Denn Taryn’s Thema ist mir in der Fotografie auch kein Unbekanntes mehr: Schönheit (oder das, was viele darunter verstehen) und das Gefühl, gut zu sein, wie man ist.

Inspiriert durch einen Artikel über die Arbeit von Peter Lindbergh auf kurier.at, der vor wenigen Wochen erschienen ist, habe ich es gewagt, ein paar Gedanken dazu niederzuschreiben…

Ich bin nicht fotogen

Mich erreichen hin und wieder die diversesten Anfragen für die Bildbearbeitung…
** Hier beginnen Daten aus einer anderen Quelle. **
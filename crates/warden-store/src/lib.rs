//! Persistence layer for wardend
//!
//! Provides:
//! - The `Store` trait: the object-store boundary the engine is injected
//!   with (instances, templates, atomic metadata patches with optimistic
//!   concurrency, deletion)
//! - Typed accessors over the per-instance timer state
//! - Audit log (append-only)
//! - A SQLite-backed implementation

mod audit;
mod sqlite;
mod state;
mod traits;

pub use audit::*;
pub use sqlite::*;
pub use state::*;
pub use traits::*;

use thiserror::Error;
use warden_util::WardenError;

/// Store errors
#[derive(Debug, Error)]
pub enum StoreError {
    #[error("Database error: {0}")]
    Database(String),

    #[error("Serialization error: {0}")]
    Serialization(String),

    #[error("IO error: {0}")]
    Io(#[from] std::io::Error),

    #[error("Not found: {0}")]
    NotFound(String),

    /// The resource changed since it was read; the write was rejected.
    #[error("Conflict on {key}: expected revision {expected}, found {found}")]
    Conflict { key: String, expected: u64, found: u64 },
}

impl From<rusqlite::Error> for StoreError {
    fn from(e: rusqlite::Error) -> Self {
        StoreError::Database(e.to_string())
    }
}

impl From<serde_json::Error> for StoreError {
    fn from(e: serde_json::Error) -> Self {
        StoreError::Serialization(e.to_string())
    }
}

impl From<StoreError> for WardenError {
    fn from(e: StoreError) -> Self {
        match e {
            StoreError::Conflict { .. } => WardenError::Conflict(e.to_string()),
            StoreError::NotFound(what) => WardenError::InstanceNotFound(what),
            other => WardenError::StoreError(other.to_string()),
        }
    }
}

pub type StoreResult<T> = Result<T, StoreError>;
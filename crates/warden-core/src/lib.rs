//! Core lifecycle policy engine for wardend
//!
//! This crate is the heart of wardend, containing:
//! - Remaining-time evaluators for the two timeout dimensions
//!   (absolute max lifetime, inactivity)
//! - The notification escalation policy (rate-limited, capped warnings)
//! - The termination executor (stop persistent instances, delete the rest)
//! - The per-instance evaluation flow tying it all together, safe under
//!   at-least-once, re-entrant invocation

mod engine;
mod escalation;
mod evaluate;
mod notify;
mod termination;

pub use engine::*;
pub use escalation::*;
pub use evaluate::*;
pub use notify::*;
pub use termination::*;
„Kannst Du bitte mein Muttermal wegmachen?“
„Ich habe so einen schiefen Mund, wenn ich lache“
„Meine Beine sind zu dick“
„Meine Falten stören mich so, ich wirke so alt“
oder ganz klassisch „ich bin doch gar nicht fotogen“

Viele Menschen fühlen sich nicht wohl in ihrer Haut – sei es wegen ein paar Pfunden „zuviel“, Fältchen oder Narben. Sie fühlen sich „nicht in der Norm“ oder „nicht schön“. Die Motivation dahinter ist oft ein wenig Besorgnis erregend. Sie vergleichen sich mit Model X oder Schauspieler Y. Sie wollen straffe Haut. Einen muskulösen, athletischen Körper. Ein perfektes Gebiss…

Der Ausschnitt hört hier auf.